**TASK GOAL**
Search the listing below, and show each line that includes the word "ChunkIndex".

-----

impl WebSocketLink {
    /// Open a socket to `url` (e.g. `ws://127.0.0.1:8080`).
    pub async fn open(url: &str) -> Result<Self, LinkError> {
        let (ws_stream, _) = connect_async(url).await?;
        info!("Connected to {}", url);

        let (mut ws_sender, mut ws_receiver) = ws_stream.split();
        let (outbox, mut outbox_rx) = mpsc::channel::<ClientMessage>(64);
        let (push_tx, push_rx) = mpsc::channel::<ServerPush>(INBOX_SIZE);
        let pending = Arc::new(Mutex::new(Pending::default()));
        let overflow = Arc::new(AtomicBool::new(false));

        let writer = tokio::spawn(async move {
            while let Some(msg) = outbox_rx.recv().await {
                let text = match msg.to_json() {
                    Ok(t) => t,
                    Err(e) => {
                        error!("Failed to serialize message: {}", e);
                        continue;
                    }
                };
                if ws_sender.send(Message::Text(text)).await.is_err() {
                    break;
                }
            }
            let _ = ws_sender.close().await;
        });

        let reader_pending = Arc::clone(&pending);
        let reader_overflow = Arc::clone(&overflow);
        let reader = tokio::spawn(async move {
            while let Some(frame) = ws_receiver.next().await {
                let text = match frame {
                    Ok(Message::Text(text)) => text,
                    Ok(Message::Close(_)) => break,
                    Ok(_) => continue,
                    Err(e) => {
                        warn!("WebSocket error: {}", e);
                        break;
                    }
                };
                let msg = match ServerMessage::from_json(&text) {
                    Ok(msg) => msg,
                    Err(e) => {
                        warn!("Invalid server message: {}", e);
                        // Fail the request it answered instead of leaving it waiting
                        let request_id = serde_json::from_str::<serde_json::Value>(&text)
                            .ok()
                            .and_then(|v| v.get("request_id").and_then(serde_json::Value::as_u64));
                        if let Some(id) = request_id {
                            if let Some(waiter) = reader_pending.lock().await.waiters.remove(&id) {
                                let _ = waiter.send(ServerMessage::Error(ServerError {
                                    code: ErrorCode::InvalidMessage,
                                    message: e.to_string(),
                                    request_id: Some(id),
                                }));
                            }
                        }
                        continue;
                    }
                };

                match msg {
                    ServerMessage::Push(push) => {
                        if push_tx.try_send(push).is_err() {
                            warn!("Push inbox full, resync pending");
                            reader_overflow.store(true, Ordering::SeqCst);
                        }
                    }
                    ServerMessage::Shutdown { reason } => {
                        info!("Server shutting down: {}", reason);
                        break;
                    }
                    msg => match msg.request_id() {
                        Some(id) => {
                            if let Some(waiter) = reader_pending.lock().await.waiters.remove(&id) {
                                let _ = waiter.send(msg);
                            }
                        }
                        None => debug!("Ignoring unsolicited {:?}", msg),
                    },
                }
            }

            // Dropping the waiters fails every outstanding request
            let mut pending = reader_pending.lock().await;
            pending.closed = true;
            pending.waiters.clear();
        });

        let link = Self {
            outbox,
            overflow,
            pending,
            next_request: AtomicU64::new(1),
            inbox: PushInbox::default(),
            reader,
            writer,
        };
        link.inbox.attach(push_rx).await;
        Ok(link)
    }

    /// Send a request and wait for its reply.
    async fn request(&self, build: impl FnOnce(RequestId) -> ClientMessage) -> Result<ServerMessage, LinkError> {
        let id = self.next_request.fetch_add(1, Ordering::SeqCst);
        let (tx, rx) = oneshot::channel();
        {
            let mut pending = self.pending.lock().await;
            if pending.closed {
                return Err(LinkError::Closed);
            }
            pending.waiters.insert(id, tx);
        }

        self.outbox.send(build(id)).await.map_err(|_| LinkError::Closed)?;
        match rx.await.map_err(|_| LinkError::Closed)? {
            ServerMessage::Error(e) => Err(LinkError::Server { code: e.code, message: e.message }),
            reply => Ok(reply),
        }
    }
}

impl ServerLink for WebSocketLink {
    async fn connect(&self, request: ConnectRequest) -> Result<ConnectResult, LinkError> {
        match self.request(|request_id| ClientMessage::Connect { request_id, request }).await? {
            ServerMessage::Connected { result, .. } => Ok(result),
            other => Err(LinkError::UnexpectedReply(other.request_id().unwrap_or_default())),
        }
    }

    async fn move_entity(&self, request: MoveRequest) -> Result<MoveResponse, LinkError> {
        match self.request(|request_id| ClientMessage::Move { request_id, request }).await? {
            ServerMessage::MoveResult { response, .. } => Ok(response),
            other => Err(LinkError::UnexpectedReply(other.request_id().unwrap_or_default())),
        }
    }

    async fn load_chunk(&self, index: ChunkIndex) -> Result<ChunkSnapshot, LinkError> {
        match self.request(|request_id| ClientMessage::LoadChunk { request_id, index }).await? {
            ServerMessage::Chunk { snapshot, .. } => Ok(snapshot),
            other => Err(LinkError::UnexpectedReply(other.request_id().unwrap_or_default())),
        }
    }

    async fn unload_chunk(&self, index: ChunkIndex) -> Result<(), LinkError> {
        match self.request(|request_id| ClientMessage::UnloadChunk { request_id, index }).await? {
            ServerMessage::ChunkUnloaded { .. } => Ok(()),
            other => Err(LinkError::UnexpectedReply(other.request_id().unwrap_or_default())),
        }
    }

    async fn disconnect(&self) -> Result<(), LinkError> {
        // The server drops the socket; there is no reply
        self.outbox.send(ClientMessage::Disconnect).await.map_err(|_| LinkError::Closed)
    }

    async fn recv_push(&self) -> Option<ServerPush> {
        self.inbox.recv().await
    }

    async fn drain_pushes(&self) -> Vec<ServerPush> {
        self.inbox.drain().await
    }

    fn take_overflow(&self) -> bool {
        self.overflow.swap(false, Ordering::SeqCst)
    }
}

-----

**THE COMPLETED TASK**
    async fn load_chunk(&self, index: ChunkIndex) -> Result<ChunkSnapshot, LinkError> {
    async fn unload_chunk(&self, index: ChunkIndex) -> Result<(), LinkError> {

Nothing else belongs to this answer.